+++ Exercise material +++

//! MCP protocol types and message definitions.
//!
//! Based on JSON-RPC 2.0 and the Model Context Protocol specification.

use serde::{Deserialize, Serialize};
use serde_json::Value;
use std::collections::HashMap;
use std::fmt;

/// JSON-RPC version.
pub const JSONRPC_VERSION: &str = "2.0";

/// MCP protocol version.
pub const MCP_VERSION: &str = "2024-11-05";

/// Method names the session and the MCP layer treat specially.
pub mod methods {
    pub const INITIALIZE: &str = "initialize";
    pub const PING: &str = "ping";
    pub const SHUTDOWN: &str = "shutdown";
    pub const TOOLS_LIST: &str = "tools/list";
    pub const TOOLS_CALL: &str = "tools/call";
    pub const INITIALIZED: &str = "notifications/initialized";
    pub const CANCELLED: &str = "notifications/cancelled";
}

// ===== JSON-RPC Base Types =====

/// A JSON-RPC request.
#[derive(Debug, Clone, PartialEq, Serialize, Deserialize)]
pub struct JsonRpcRequest {
    pub jsonrpc: String,
    pub id: RequestId,
    pub method: String,
    #[serde(default, skip_serializing_if = "Option::is_none")]
    pub params: Option<Value>,
}

impl JsonRpcRequest {
    pub fn new(id: impl Into<RequestId>, method: impl Into<String>, params: Option<Value>) -> Self {
        Self {
            jsonrpc: JSONRPC_VERSION.to_string(),
            id: id.into(),
            method: method.into(),
            params,
        }
    }
}

/// A JSON-RPC response.
///
/// Exactly one of `result` and `error` is set; `result: Some(Value::Null)`
/// is a valid (null) result.
#[derive(Debug, Clone, PartialEq, Serialize, Deserialize)]
pub struct JsonRpcResponse {
    pub jsonrpc: String,
    pub id: RequestId,
    #[serde(skip_serializing_if = "Option::is_none")]
    pub result: Option<Value>,
    #[serde(skip_serializing_if = "Option::is_none")]
    pub error: Option<JsonRpcError>,
}

impl JsonRpcResponse {
    /// Build a success response.
    pub fn success(id: RequestId, result: Value) -> Self {
        Self {
            jsonrpc: JSONRPC_VERSION.to_string(),
            id,
            result: Some(result),
            error: None,
        }
    }

    /// Build an error response.
    pub fn failure(id: RequestId, error: JsonRpcError) -> Self {
        Self {
            jsonrpc: JSONRPC_VERSION.to_string(),
            id,
            result: None,
            error: Some(error),
        }
    }

    /// Shorthand for a `Cancelled` error response.
    pub fn cancelled(id: RequestId, reason: impl Into<String>) -> Self {
        Self::failure(id, JsonRpcError::new(ErrorKind::Cancelled, reason))
    }

    pub fn is_error(&self) -> bool {
        self.error.is_some()
    }

    /// The error kind, if this is an error response carrying one.
    pub fn error_kind(&self) -> Option<ErrorKind> {
        self.error.as_ref().and_then(|e| e.kind)
    }
}

/// A JSON-RPC notification (no id, no response expected).
#[derive(Debug, Clone, PartialEq, Serialize, Deserialize)]
pub struct JsonRpcNotification {
    pub jsonrpc: String,
    pub method: String,
    #[serde(default, skip_serializing_if = "Option::is_none")]
    pub params: Option<Value>,
}

impl JsonRpcNotification {
    pub fn new(method: impl Into<String>, params: Option<Value>) -> Self {
        Self {
            jsonrpc: JSONRPC_VERSION.to_string(),
            method: method.into(),
            params,
        }
    }
}

/// A JSON-RPC error.
///
/// `kind` is carried alongside the numeric code so peers can match on the
/// failure category without a code table.
#[derive(Debug, Clone, PartialEq, Serialize, Deserialize)]
pub struct JsonRpcError {
    pub code: i64,
    pub message: String,
    #[serde(default, skip_serializing_if = "Option::is_none")]
    pub kind: Option<ErrorKind>,
    #[serde(default, skip_serializing_if = "Option::is_none")]
    pub data: Option<Value>,
}

impl JsonRpcError {
    /// Create an error whose code is the kind's standard code.
    pub fn new(kind: ErrorKind, message: impl Into<String>) -> Self {
        Self {
            code: kind.code(),
            message: message.into(),
            kind: Some(kind),
            data: None,
        }
    }

    /// Create a handler error carrying the handler's opaque code.
    pub fn handler(code: i64, message: impl Into<String>, data: Option<Value>) -> Self {
        Self {
            code,
            message: message.into(),
            kind: Some(ErrorKind::HandlerError),
            data,
        }
    }
}

/// Failure categories reported to peers.
#[derive(Debug, Clone, Copy, PartialEq, Eq, Hash, Serialize, Deserialize)]
pub enum ErrorKind {
    Parse,
    MalformedMessage,
    InvalidRequest,
    MethodNotFound,
    InvalidParams,
    HandlerError,
    Cancelled,
    Internal,
}

impl ErrorKind {
    /// Standard JSON-RPC code for this kind.
    pub fn code(self) -> i64 {
        match self {
            Self::Parse => error_codes::PARSE_ERROR,
            Self::MalformedMessage | Self::InvalidRequest => error_codes::INVALID_REQUEST,
            Self::MethodNotFound => error_codes::METHOD_NOT_FOUND,
            Self::InvalidParams => error_codes::INVALID_PARAMS,
            Self::HandlerError => error_codes::HANDLER_ERROR,
            Self::Cancelled => error_codes::REQUEST_CANCELLED,
            Self::Internal => error_codes::INTERNAL_ERROR,
        }
    }

    pub fn as_str(self) -> &'static str {
        match self {
            Self::Parse => "Parse",
            Self::MalformedMessage => "MalformedMessage",
            Self::InvalidRequest => "InvalidRequest",
            Self::MethodNotFound => "MethodNotFound",
            Self::InvalidParams => "InvalidParams",
            Self::HandlerError => "HandlerError",
            Self::Cancelled => "Cancelled",
            Self::Internal => "Internal",
        }
    }
}

impl fmt::Display for ErrorKind {
    fn fmt(&self, f: &mut fmt::Formatter<'_>) -> fmt::Result {
        f.write_str(self.as_str())
    }
}

/// Request ID (can be string or number).
#[derive(Debug, Clone, Serialize, Deserialize, PartialEq, Eq, Hash)]
#[serde(untagged)]
pub enum RequestId {
    String(String),
    Number(i64),
}

impl fmt::Display for RequestId {
    fn fmt(&self, f: &mut fmt::Formatter<'_>) -> fmt::Result {
        match self {
            Self::String(s) => write!(f, "{:?}", s),
            Self::Number(n) => write!(f, "{}", n),
        }
    }
}

impl From<i64> for RequestId {
    fn from(n: i64) -> Self {
        Self::Number(n)
    }
}

impl From<&str> for RequestId {
    fn from(s: &str) -> Self {
        Self::String(s.to_string())
    }
}

impl From<String> for RequestId {
    fn from(s: String) -> Self {
        Self::String(s)
    }
}

/// Any JSON-RPC message.
#[derive(Debug, Clone, PartialEq, Serialize)]
#[serde(untagged)]
pub enum Message {
    Request(JsonRpcRequest),
    Response(JsonRpcResponse),
    Notification(JsonRpcNotification),
}

impl Message {
    /// Method name, for requests and notifications.
    pub fn method(&self) -> Option<&str> {
        match self {
            Self::Request(r) => Some(&r.method),
            Self::Notification(n) => Some(&n.method),
            Self::Response(_) => None,
        }
    }

    /// Correlation id, for requests and responses.
    pub fn id(&self) -> Option<&RequestId> {
        match self {
            Self::Request(r) => Some(&r.id),
            Self::Response(r) => Some(&r.id),
            Self::Notification(_) => None,
        }
    }
}

impl From<JsonRpcRequest> for Message {
    fn from(r: JsonRpcRequest) -> Self {
        Self::Request(r)
    }
}

impl From<JsonRpcResponse> for Message {
    fn from(r: JsonRpcResponse) -> Self {
        Self::Response(r)
    }
}

impl From<JsonRpcNotification> for Message {
    fn from(n: JsonRpcNotification) -> Self {
        Self::Notification(n)
    }
}

// ===== MCP-Specific Types =====

/// Server capabilities.
#[derive(Debug, Clone, Default, Serialize, Deserialize)]
pub struct ServerCapabilities {
    #[serde(skip_serializing_if = "Option::is_none")]
    pub tools: Option<ToolsCapability>,
    #[serde(skip_serializing_if = "Option::is_none")]
    pub logging: Option<LoggingCapability>,
}

/// Tools capability.
#[derive(Debug, Clone, Default, Serialize, Deserialize)]
#[serde(rename_all = "camelCase")]
pub struct ToolsCapability {
    #[serde(default)]
    pub list_changed: bool,
}

/// Logging capability.
#[derive(Debug, Clone, Default, Serialize, Deserialize)]
pub struct LoggingCapability {}

/// Server info.
#[derive(Debug, Clone, Serialize, Deserialize)]
pub struct ServerInfo {
    pub name: String,
    pub version: String,
}

/// Client identity sent with `initialize`.
#[derive(Debug, Clone, Default, PartialEq, Serialize, Deserialize)]
pub struct ClientInfo {
    #[serde(default)]
    pub name: String,
    #[serde(default)]
    pub version: String,
}

/// Initialize params.
#[derive(Debug, Clone, Default, Serialize, Deserialize)]
#[serde(rename_all = "camelCase")]
pub struct InitializeParams {
    #[serde(default)]
    pub protocol_version: Option<String>,
    #[serde(default)]
    pub capabilities: Value,
    #[serde(default)]
    pub client_info: ClientInfo,
}

/// Initialize result.
#[derive(Debug, Clone, Serialize, Deserialize)]
#[serde(rename_all = "camelCase")]
pub struct InitializeResult {
    pub protocol_version: String,
    pub capabilities: ServerCapabilities,
    pub server_info: ServerInfo,
}

/// Tool definition.
#[derive(Debug, Clone, Serialize, Deserialize)]
#[serde(rename_all = "camelCase")]
pub struct Tool {
    pub name: String,
    pub description: String,
    pub input_schema: Value,
}

/// Tool call result.
#[derive(Debug, Clone, Serialize, Deserialize)]
#[serde(rename_all = "camelCase")]
pub struct ToolResult {
    pub content: Vec<ContentBlock>,
    #[serde(default)]
    pub is_error: bool,
}

/// Content block in a tool result.
#[derive(Debug, Clone, Serialize, Deserialize)]
#[serde(tag = "type", rename_all = "lowercase")]
pub enum ContentBlock {
    Text { text: String },
}

/// List tools result.
#[derive(Debug, Clone, Serialize, Deserialize)]
pub struct ListToolsResult {
    pub tools: Vec<Tool>,
}

/// Call tool params.
#[derive(Debug, Clone, Serialize, Deserialize)]
pub struct CallToolParams {
    pub name: String,
    #[serde(default)]
    pub arguments: HashMap<String, Value>,
}

/// Params of `notifications/cancelled`.
#[derive(Debug, Clone, Serialize, Deserialize)]
#[serde(rename_all = "camelCase")]
pub struct CancelledParams {
    pub request_id: RequestId,
    #[serde(default, skip_serializing_if = "Option::is_none")]
    pub reason: Option<String>,
}

// ===== Error Codes =====

/// JSON-RPC error codes.
pub mod error_codes {
    pub const PARSE_ERROR: i64 = -32700;
    pub const INVALID_REQUEST: i64 = -32600;
    pub const METHOD_NOT_FOUND: i64 = -32601;
    pub const INVALID_PARAMS: i64 = -32602;
    pub const INTERNAL_ERROR: i64 = -32603;
    /// Default code for handler failures that do not pick their own.
    pub const HANDLER_ERROR: i64 = -32000;
    pub const REQUEST_CANCELLED: i64 = -32800;
}
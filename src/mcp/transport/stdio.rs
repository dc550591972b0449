//! Stdio transport: newline-delimited JSON on standard input/output.
//!
//! Exactly one session per process. Reading stops at end of input, at an
//! I/O error, at an over-long frame, or at a frame that cannot be decoded
//! and carries no usable id.

use async_trait::async_trait;
use futures::{SinkExt, StreamExt};
use std::sync::{Arc, Mutex};
use std::time::Duration;
use tokio::io::{AsyncRead, AsyncWrite, Stdin, Stdout};
use tokio::sync::mpsc;
use tokio::task::JoinHandle;
use tokio_util::codec::{FramedRead, FramedWrite, LinesCodec, LinesCodecError};
use tokio_util::sync::CancellationToken;
use tracing::{debug, error, trace, warn};

use crate::error::{Error, Result};
use crate::mcp::codec;
use crate::mcp::session::SessionId;
use crate::mcp::transport::{Connection, Inbound, OutboundQueue, Transport, CHANNEL_CAPACITY};

/// Default maximum frame length (4 MiB).
pub const DEFAULT_MAX_FRAME_BYTES: usize = 4 * 1024 * 1024;

/// How long `finish` waits for queued output to be written.
const WRITER_FLUSH_TIMEOUT: Duration = Duration::from_secs(5);

/// Stdio transport for MCP, generic over the stream pair for testing.
pub struct StdioTransport<R, W> {
    io: Mutex<Option<(R, W)>>,
    writer: Mutex<Option<JoinHandle<()>>>,
    fatal: Arc<Mutex<Option<String>>>,
    max_frame_bytes: usize,
}

impl StdioTransport<Stdin, Stdout> {
    /// Create a stdio transport on the process's standard streams.
    pub fn new() -> Self {
        Self::with_io(tokio::io::stdin(), tokio::io::stdout())
    }
}

impl Default for StdioTransport<Stdin, Stdout> {
    fn default() -> Self {
        Self::new()
    }
}

impl<R, W> StdioTransport<R, W>
where
    R: AsyncRead + Unpin + Send + 'static,
    W: AsyncWrite + Unpin + Send + 'static,
{
    /// Create a stream transport over an arbitrary reader/writer pair.
    pub fn with_io(reader: R, writer: W) -> Self {
        Self {
            io: Mutex::new(Some((reader, writer))),
            writer: Mutex::new(None),
            fatal: Arc::new(Mutex::new(None)),
            max_frame_bytes: DEFAULT_MAX_FRAME_BYTES,
        }
    }

    /// Set the maximum accepted frame length in bytes.
    pub fn max_frame_bytes(mut self, max: usize) -> Self {
        self.max_frame_bytes = max;
        self
    }

    fn take_io(&self) -> Option<(R, W)> {
        self.io.lock().ok().and_then(|mut io| io.take())
    }
}

fn record_fatal(slot: &Mutex<Option<String>>, reason: String) {
    if let Ok(mut slot) = slot.lock() {
        slot.get_or_insert(reason);
    }
}

async fn read_frames<R>(
    reader: R,
    max_frame_bytes: usize,
    tx: mpsc::Sender<Inbound>,
    closed: CancellationToken,
    fatal: Arc<Mutex<Option<String>>>,
) where
    R: AsyncRead + Unpin,
{
    let mut frames = FramedRead::new(reader, LinesCodec::new_with_max_length(max_frame_bytes));

    loop {
        let frame = tokio::select! {
            biased;
            _ = closed.cancelled() => break,
            frame = frames.next() => frame,
        };

        let line = match frame {
            None => {
                debug!("EOF on stdin, stopping transport");
                break;
            }
            Some(Ok(line)) => line,
            Some(Err(LinesCodecError::MaxLineLengthExceeded)) => {
                let reason = format!("frame exceeds {} bytes", max_frame_bytes);
                error!("Stdin {}", reason);
                record_fatal(&fatal, reason.clone());
                let _ = tx.send(Inbound::Failed(reason)).await;
                break;
            }
            Some(Err(LinesCodecError::Io(e))) => {
                error!("Error reading stdin: {}", e);
                record_fatal(&fatal, e.to_string());
                let _ = tx.send(Inbound::Failed(e.to_string())).await;
                break;
            }
        };

        let trimmed = line.trim();
        if trimmed.is_empty() {
            continue;
        }
        trace!("Received: {}", trimmed);

        let (inbound, unrecoverable) = match codec::decode(trimmed.as_bytes()) {
            Ok(message) => (Inbound::Message(message), false),
            Err(e) => {
                warn!("Failed to decode frame: {}", e);
                let unrecoverable = e.id.is_none();
                if unrecoverable {
                    record_fatal(&fatal, format!("unrecoverable decode error: {}", e));
                }
                (Inbound::Malformed(e), unrecoverable)
            }
        };

        if tx.send(inbound).await.is_err() || unrecoverable {
            break;
        }
    }
}

async fn write_frames<W>(writer: W, mut queue: OutboundQueue, fatal: Arc<Mutex<Option<String>>>)
where
    W: AsyncWrite + Unpin,
{
    let mut sink = FramedWrite::new(writer, LinesCodec::new());

    while let Some(message) = queue.next().await {
        let line = match codec::encode_to_string(&message) {
            Ok(line) => line,
            Err(e) => {
                error!("Error serializing message: {}", e);
                continue;
            }
        };
        trace!("Sending: {}", line);
        if let Err(e) = sink.send(line).await {
            error!("Error writing to stdout: {}", e);
            record_fatal(&fatal, format!("stdout write failed: {}", e));
            break;
        }
    }
    debug!("Stdout writer stopped");
}

#[async_trait]
impl<R, W> Transport for StdioTransport<R, W>
where
    R: AsyncRead + Unpin + Send + 'static,
    W: AsyncWrite + Unpin + Send + 'static,
{
    async fn accept(&self) -> Option<Connection> {
        let (reader, writer) = self.take_io()?;
        let (connection, inbound_tx, queue) = Connection::pair(SessionId::stdio(), CHANNEL_CAPACITY);

        tokio::spawn(read_frames(
            reader,
            self.max_frame_bytes,
            inbound_tx,
            connection.closed.clone(),
            self.fatal.clone(),
        ));
        let writer = tokio::spawn(write_frames(writer, queue, self.fatal.clone()));
        if let Ok(mut slot) = self.writer.lock() {
            *slot = Some(writer);
        }

        Some(connection)
    }

    async fn shutdown(&self) {
        // An unaccepted stream pair is simply dropped.
        let _ = self.take_io();
    }

    async fn finish(&self) -> Result<()> {
        let writer = self.writer.lock().ok().and_then(|mut w| w.take());
        if let Some(writer) = writer {
            // Everything queued before the session closed is flushed first.
            if tokio::time::timeout(WRITER_FLUSH_TIMEOUT, writer).await.is_err() {
                warn!("Stdout writer did not finish within {:?}", WRITER_FLUSH_TIMEOUT);
            }
        }

        let fatal = self.fatal.lock().ok().and_then(|slot| slot.clone());
        match fatal {
            Some(reason) => Err(Error::Transport(reason)),
            None => Ok(()),
        }
    }
}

+++

**What to work on**
Pick out all lines from the data above in which the word "CancellationToken" appears.

**Answer below**
use tokio_util::sync::CancellationToken;
    closed: CancellationToken,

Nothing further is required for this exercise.